■ **Aim of the task**
From the top of the records below down to the line containing "let directives = if", reproduce every line exactly.
++++
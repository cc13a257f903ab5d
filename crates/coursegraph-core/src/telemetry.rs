use crate::config::{LogFormat, LoggingConfig};
use tracing_subscriber::{layer::SubscriberExt, util::SubscriberInitExt, EnvFilter};

/// Install the global subscriber.
///
/// `RUST_LOG` wins when set; otherwise `extra_directives` (e.g.
/// `"tower_http=debug"`) are appended to the configured level.
pub fn init_tracing(logging: &LoggingConfig, extra_directives: &str) {
    let filter = EnvFilter::try_from_default_env().unwrap_or_else(|_| {
        let directives = if extra_directives.is_empty() {
            logging.level.clone()
        } else {
            format!("{},{}", logging.level, extra_directives)
        };
        directives.into()
    });

    let registry = tracing_subscriber::registry().with(filter);
    let result = match logging.format {
        LogFormat::Pretty => registry.with(tracing_subscriber::fmt::layer()).try_init(),
        LogFormat::Json => registry
            .with(tracing_subscriber::fmt::layer().json())
            .try_init(),
    };

    if let Err(e) = result {
        eprintln!("tracing subscriber already installed: {e}");
    }
}

/// Run `f` with a temporary pretty subscriber at `info` (or `RUST_LOG`).
///
/// Used around configuration loading, before the configured subscriber can
/// be installed.
pub fn with_bootstrap_logging<T>(f: impl FnOnce() -> T) -> T {
    let filter = EnvFilter::try_from_default_env().unwrap_or_else(|_| EnvFilter::new("info"));
    let subscriber = tracing_subscriber::fmt().with_env_filter(filter).finish();
    tracing::subscriber::with_default(subscriber, f)
}

#[cfg(test)]
mod tests {
    use super::*;
    use tracing::subscriber::NoSubscriber;

    #[test]
    fn bootstrap_logging_is_scoped_to_the_closure() {
        let inside = with_bootstrap_logging(|| {
            tracing::dispatcher::get_default(|dispatch| !dispatch.is::<NoSubscriber>())
        });
        assert!(inside);
        assert_eq!(with_bootstrap_logging(|| 7), 7);
    }
}
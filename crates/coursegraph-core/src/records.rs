//! Catalog rows as stored, and their validated counterparts.
//!
//! `Raw*` structs mirror the catalog tables column for column, with numeric
//! columns left as [`RawValue`]. The `TryFrom` conversions are the only way
//! to obtain the typed records used by aggregation.

use crate::numeric::{parse_count, parse_identifier, parse_percentage, RawValue};
use crate::{gpa, CourseCode, CourseGraphError, Result};
use serde::{Deserialize, Serialize};

/// Tolerance for distributions that should add up to 100%.
pub const DISTRIBUTION_TOLERANCE: f64 = 1.0;

/// Row of `Course_Information`.
#[derive(Debug, Clone, Serialize, Deserialize)]
pub struct RawCourseRow {
    pub course_code: String,
    pub course_name: String,
    #[serde(default)]
    pub credit_hours: Option<RawValue>,
}

/// Row of `course_gpa_by_instructor`.
#[derive(Debug, Clone, Serialize, Deserialize)]
pub struct RawGradeRow {
    #[serde(rename = "Course_Code")]
    pub course_code: String,
    #[serde(rename = "Instructor", default)]
    pub instructor: Option<String>,
    #[serde(rename = "Percentage_As", default)]
    pub percentage_a: Option<RawValue>,
    #[serde(rename = "Percentage_Bs", default)]
    pub percentage_b: Option<RawValue>,
    #[serde(rename = "Percentage_Cs", default)]
    pub percentage_c: Option<RawValue>,
    #[serde(rename = "Percentage_Ds", default)]
    pub percentage_d: Option<RawValue>,
    #[serde(rename = "Percentage_Fs", default)]
    pub percentage_f: Option<RawValue>,
    #[serde(rename = "Total_Students", default)]
    pub total_students: Option<RawValue>,
}

/// Row of `Prerequisite`.
#[derive(Debug, Clone, Serialize, Deserialize)]
pub struct RawPrerequisiteRow {
    pub course_code: String,
    pub prerequisite_course_code: String,
    pub requirement_group_id: Option<RawValue>,
}

/// Row of `Concurrent_Enrollment`.
#[derive(Debug, Clone, Serialize, Deserialize)]
pub struct RawConcurrentRow {
    pub course_code: String,
    pub concurrent_enrollment_course_code: String,
}

#[derive(Debug, Clone, PartialEq)]
pub struct Course {
    pub code: CourseCode,
    pub name: String,
    pub credit_hours: Option<u32>,
}

impl TryFrom<RawCourseRow> for Course {
    type Error = CourseGraphError;

    fn try_from(row: RawCourseRow) -> Result<Self> {
        let code = stored_code(&row.course_code)?;
        let credit_hours = parse_count("credit_hours", row.credit_hours.as_ref())
            .map_err(|e| in_course(&code, e))?;
        Ok(Self {
            code,
            name: row.course_name,
            credit_hours,
        })
    }
}

/// A/B/C/D/F percentages of one instructor's students.
#[derive(Debug, Clone, Copy, Default, PartialEq)]
pub struct GradeDistribution {
    pub a: Option<f64>,
    pub b: Option<f64>,
    pub c: Option<f64>,
    pub d: Option<f64>,
    pub f: Option<f64>,
}

impl GradeDistribution {
    pub fn new(a: f64, b: f64, c: f64, d: f64, f: f64) -> Self {
        Self {
            a: Some(a),
            b: Some(b),
            c: Some(c),
            d: Some(d),
            f: Some(f),
        }
    }

    /// All five percentages, or `None` when any is missing.
    pub fn complete(&self) -> Option<[f64; 5]> {
        Some([self.a?, self.b?, self.c?, self.d?, self.f?])
    }

    /// Unrounded GPA. Undefined when any percentage is missing.
    pub fn gpa(&self) -> Option<f64> {
        self.complete().map(gpa::distribution_gpa)
    }

    pub fn total(&self) -> Option<f64> {
        self.complete().map(|p| p.iter().sum())
    }

    /// Whether the percentages add up to 100 within [`DISTRIBUTION_TOLERANCE`].
    /// Incomplete distributions are not judged.
    pub fn is_consistent(&self) -> bool {
        self.total()
            .map_or(true, |t| (t - 100.0).abs() <= DISTRIBUTION_TOLERANCE)
    }
}

#[derive(Debug, Clone, PartialEq)]
pub struct InstructorGradeRecord {
    pub course_code: CourseCode,
    pub instructor: Option<String>,
    pub total_students: Option<u32>,
    pub distribution: GradeDistribution,
}

impl InstructorGradeRecord {
    /// Rows with no students (or an unknown count) never contribute to a GPA.
    pub fn has_students(&self) -> bool {
        self.total_students.is_some_and(|n| n > 0)
    }
}

impl TryFrom<RawGradeRow> for InstructorGradeRecord {
    type Error = CourseGraphError;

    fn try_from(row: RawGradeRow) -> Result<Self> {
        let course_code = stored_code(&row.course_code)?;
        let (distribution, total_students) =
            parse_grade_columns(&row).map_err(|e| in_course(&course_code, e))?;

        Ok(Self {
            course_code,
            instructor: row.instructor.filter(|name| !name.trim().is_empty()),
            total_students,
            distribution,
        })
    }
}

fn parse_grade_columns(row: &RawGradeRow) -> Result<(GradeDistribution, Option<u32>)> {
    let distribution = GradeDistribution {
        a: parse_percentage("Percentage_As", row.percentage_a.as_ref())?,
        b: parse_percentage("Percentage_Bs", row.percentage_b.as_ref())?,
        c: parse_percentage("Percentage_Cs", row.percentage_c.as_ref())?,
        d: parse_percentage("Percentage_Ds", row.percentage_d.as_ref())?,
        f: parse_percentage("Percentage_Fs", row.percentage_f.as_ref())?,
    };
    let students = parse_count("Total_Students", row.total_students.as_ref())?;
    Ok((distribution, students))
}

#[derive(Debug, Clone, PartialEq, Eq, Hash)]
pub struct PrerequisiteEdge {
    pub course_code: CourseCode,
    pub prerequisite: CourseCode,
    pub group_id: i64,
}

impl TryFrom<RawPrerequisiteRow> for PrerequisiteEdge {
    type Error = CourseGraphError;

    fn try_from(row: RawPrerequisiteRow) -> Result<Self> {
        let course_code = stored_code(&row.course_code)?;
        let prerequisite = stored_code(&row.prerequisite_course_code)
            .map_err(|e| in_course(&course_code, e))?;
        let group_id = parse_identifier("requirement_group_id", row.requirement_group_id.as_ref())
            .map_err(|e| in_course(&course_code, e))?;
        Ok(Self {
            course_code,
            prerequisite,
            group_id,
        })
    }
}

#[derive(Debug, Clone, PartialEq, Eq, Hash)]
pub struct ConcurrentEdge {
    pub course_code: CourseCode,
    pub partner: CourseCode,
}

impl TryFrom<RawConcurrentRow> for ConcurrentEdge {
    type Error = CourseGraphError;

    fn try_from(row: RawConcurrentRow) -> Result<Self> {
        let course_code = stored_code(&row.course_code)?;
        let partner = stored_code(&row.concurrent_enrollment_course_code)
            .map_err(|e| in_course(&course_code, e))?;
        Ok(Self {
            course_code,
            partner,
        })
    }
}

/// Course codes read from a store are data, not caller input.
fn stored_code(raw: &str) -> Result<CourseCode> {
    CourseCode::parse(raw).map_err(|e| match e {
        CourseGraphError::InvalidInput(msg) => CourseGraphError::InvalidRecord(msg),
        other => other,
    })
}

/// Prefix a parse error with the course it belongs to.
fn in_course(code: &CourseCode, err: CourseGraphError) -> CourseGraphError {
    match err {
        CourseGraphError::InvalidRecord(msg) => {
            CourseGraphError::InvalidRecord(format!("course {code}: {msg}"))
        }
        other => other,
    }
}

#[cfg(test)]
mod tests {
    use super::*;

    fn grade_row(code: &str, a: RawValue, students: RawValue) -> RawGradeRow {
        RawGradeRow {
            course_code: code.to_string(),
            instructor: Some("Smith, Jane".to_string()),
            percentage_a: Some(a),
            percentage_b: Some("15".into()),
            percentage_c: Some(RawValue::Number(5.0)),
            percentage_d: Some("0.00".into()),
            percentage_f: Some(RawValue::Number(0.0)),
            total_students: Some(students),
        }
    }

    #[test]
    fn grade_row_parses_mixed_representations() {
        let record =
            InstructorGradeRecord::try_from(grade_row("CS101", "80".into(), "50".into())).unwrap();
        assert_eq!(record.course_code.as_str(), "CS101");
        assert_eq!(record.total_students, Some(50));
        assert_eq!(record.distribution.gpa(), Some(3.75));
        assert!(record.distribution.is_consistent());
        assert!(record.has_students());
    }

    #[test]
    fn invalid_percentage_names_the_course() {
        let err = InstructorGradeRecord::try_from(grade_row("CS101", "180".into(), "5".into()))
            .unwrap_err();
        let msg = err.to_string();
        assert!(msg.contains("CS101"), "{msg}");
        assert!(msg.contains("Percentage_As"), "{msg}");
    }

    #[test]
    fn missing_percentage_leaves_gpa_undefined() {
        let mut row = grade_row("CS101", "80".into(), "5".into());
        row.percentage_d = None;
        let record = InstructorGradeRecord::try_from(row).unwrap();
        assert_eq!(record.distribution.gpa(), None);
        assert!(record.distribution.is_consistent());
    }

    #[test]
    fn zero_or_missing_students_do_not_count() {
        let zero =
            InstructorGradeRecord::try_from(grade_row("CS101", "80".into(), "0".into())).unwrap();
        assert!(!zero.has_students());

        let mut row = grade_row("CS101", "80".into(), "0".into());
        row.total_students = None;
        assert!(!InstructorGradeRecord::try_from(row).unwrap().has_students());
    }

    #[test]
    fn inconsistent_distribution_is_detected() {
        let dist = GradeDistribution::new(50.0, 10.0, 0.0, 0.0, 0.0);
        assert!(!dist.is_consistent());
        let dist = GradeDistribution::new(33.3, 33.3, 33.3, 0.0, 0.0);
        assert!(dist.is_consistent());
    }

    #[test]
    fn prerequisite_row_requires_group() {
        let row = RawPrerequisiteRow {
            course_code: "CS201".into(),
            prerequisite_course_code: "CS101".into(),
            requirement_group_id: None,
        };
        assert!(PrerequisiteEdge::try_from(row).is_err());

        let row = RawPrerequisiteRow {
            course_code: "CS201".into(),
            prerequisite_course_code: "CS101".into(),
            requirement_group_id: Some(RawValue::Number(1.0)),
        };
        let edge = PrerequisiteEdge::try_from(row).unwrap();
        assert_eq!(edge.group_id, 1);
        assert_eq!(edge.prerequisite.as_str(), "CS101");
    }

    #[test]
    fn course_row_parses_credit_hours() {
        let course = Course::try_from(RawCourseRow {
            course_code: " CS101 ".into(),
            course_name: "Intro".into(),
            credit_hours: Some("4".into()),
        })
        .unwrap();
        assert_eq!(course.code.as_str(), "CS101");
        assert_eq!(course.credit_hours, Some(4));
    }
}
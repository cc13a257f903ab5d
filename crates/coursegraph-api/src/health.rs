use crate::AppState;
use axum::{extract::State, http::StatusCode, Json};
use serde::Serialize;
use std::time::Instant;
use tokio::time::{timeout, Duration};
use tracing::warn;

const PING_TIMEOUT: Duration = Duration::from_secs(5);

#[derive(Serialize, Debug)]
pub struct HealthResponse {
    pub status: String,
    pub version: String,
    pub uptime_seconds: u64,
}

#[derive(Serialize, Debug)]
pub struct ReadinessResponse {
    pub status: String,
    pub store: ComponentStatus,
}

#[derive(Serialize, Debug)]
pub struct ComponentStatus {
    pub status: String,
    pub response_time_ms: Option<u64>,
    pub error: Option<String>,
}

impl ComponentStatus {
    pub fn healthy(response_time_ms: u64) -> Self {
        Self {
            status: "healthy".to_string(),
            response_time_ms: Some(response_time_ms),
            error: None,
        }
    }

    pub fn unhealthy(error: String) -> Self {
        Self {
            status: "unhealthy".to_string(),
            response_time_ms: None,
            error: Some(error),
        }
    }
}

/// Liveness: the process answers.
pub async fn health(State(state): State<AppState>) -> Json<HealthResponse> {
    Json(HealthResponse {
        status: "ok".to_string(),
        version: env!("CARGO_PKG_VERSION").to_string(),
        uptime_seconds: state.started_at.elapsed().as_secs(),
    })
}

/// Readiness: the catalog store answers a ping. 503 with the failing
/// component otherwise.
pub async fn readiness(State(state): State<AppState>) -> (StatusCode, Json<ReadinessResponse>) {
    let start = Instant::now();
    let store = match timeout(PING_TIMEOUT, state.store().ping()).await {
        Ok(Ok(())) => ComponentStatus::healthy(start.elapsed().as_millis() as u64),
        Ok(Err(e)) => ComponentStatus::unhealthy(e.to_string()),
        Err(_) => ComponentStatus::unhealthy("store ping timed out".to_string()),
    };

    let (code, status) = match &store.error {
        None => (StatusCode::OK, "ready"),
        Some(error) => {
            warn!(%error, "catalog store not ready");
            (StatusCode::SERVICE_UNAVAILABLE, "not_ready")
        }
    };

    (
        code,
        Json(ReadinessResponse {
            status: status.to_string(),
            store,
        }),
    )
}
++++
■ **Task response**
repository cc13a257f903ab5d
filename crates/coursegraph-core/src/telemetry.rs
use crate::config::{LogFormat, LoggingConfig};
use tracing_subscriber::{layer::SubscriberExt, util::SubscriberInitExt, EnvFilter};

/// Install the global subscriber.
///
/// `RUST_LOG` wins when set; otherwise `extra_directives` (e.g.
/// `"tower_http=debug"`) are appended to the configured level.
pub fn init_tracing(logging: &LoggingConfig, extra_directives: &str) {
    let filter = EnvFilter::try_from_default_env().unwrap_or_else(|_| {
        let directives = if extra_directives.is_empty() {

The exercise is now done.